Top 10 properties of CCL28.

Antimicrobial peptides/proteins (AMPs)

AMPs are important weapons utilized by the host defense against microbial infection and function as the key components of the innate immune system [20]. These peptides/proteins have been identified in organisms as diverse as non-vertebrates, humans, and plants [21], [22]. Almost all living organisms, ranging from vertebrates to bacteria, utilize AMPs to defend against microbial invasion. A wide variety of antimicrobial proteins have been identified such as histatins, defensins, and more recently certain chemokines including CCL28 [23].

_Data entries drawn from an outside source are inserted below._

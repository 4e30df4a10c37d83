use thiserror::Error;

/// Errors raised while building a [`crate::NativeFrame`] view.
#[derive(Debug, Error, Clone, PartialEq, Eq)]
pub enum FrameError {
    #[error("plane {0} pointer is null")]
    NullPlane(usize),

    #[error("format {format} needs {needed} planes, got {got}")]
    MissingPlanes {
        format: String,
        needed: usize,
        got: usize,
    },

    #[error("plane {index} size overflows: stride {stride} x {rows} rows")]
    PlaneOverflow {
        index: usize,
        stride: usize,
        rows: usize,
    },
}

/// Convenience Result alias.
pub type Result<T> = std::result::Result<T, FrameError>;
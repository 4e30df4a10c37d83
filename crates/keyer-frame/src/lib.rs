//! Native frame contract shared between the capture/composition layer and
//! the keying core.
//!
//! The capture layer owns every pixel buffer. This crate only describes those
//! buffers: which pixel format they carry, how many planes that format needs,
//! and how many bytes each plane spans for a given geometry and stride.

pub mod error;
pub mod format;
pub mod frame;

pub use error::{FrameError, Result};
pub use format::{PixelFormat, MAX_PLANES};
pub use frame::{NativeFrame, PlaneMut};
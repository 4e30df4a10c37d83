// Filter engines: the capability traits and their implementations.

pub mod api;
#[cfg(feature = "ffmpeg")]
pub mod ffmpeg;
pub mod mock;
pub mod software;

CCL28 and its antimicrobial activity

The first report describing chemokines with antimicrobial function appeared in 2000 [24]. Researchers identified two antibacterial proteins in platelet granules and showed them to be variants of CXCL7 and CTAP-3. Some other chemokines such as CXCL9, CXCL10, and CXCL11 were also found to be potent AMPs against E. coli and L. monocytogenes [25], [26]. Various studies have shown that most chemokines exhibit direct antimicrobial activity against gram-positive and gram-negative bacteria, fungi, and enveloped viruses [24], [27], [28], [29]. The antimicrobial activity of CCL28 was initially identified due to the amino acid sequence similarity between the C-terminal region of CCL28 and histatin-5, a histidine-rich candidacidal peptide in human saliva [30]. CCL28 has been shown to exhibit broad spectrum antimicrobial activity against gram-positive bacteria (e.g. Streptococcus mutans and Staphylococcus aureus), gram-negative bacteria (e.g. Pseudomonas aeruginosa and Klebsiella pneumoniae), and some fungi (e.g. Candida albicans) [17]. High expression levels of CCL28 in epithelium and mucosal secretions such as milk and saliva may provide a constitutive innate immune defense against a variety of bacterial pathogens and strongly suggest its involvement in antimicrobial activity [13].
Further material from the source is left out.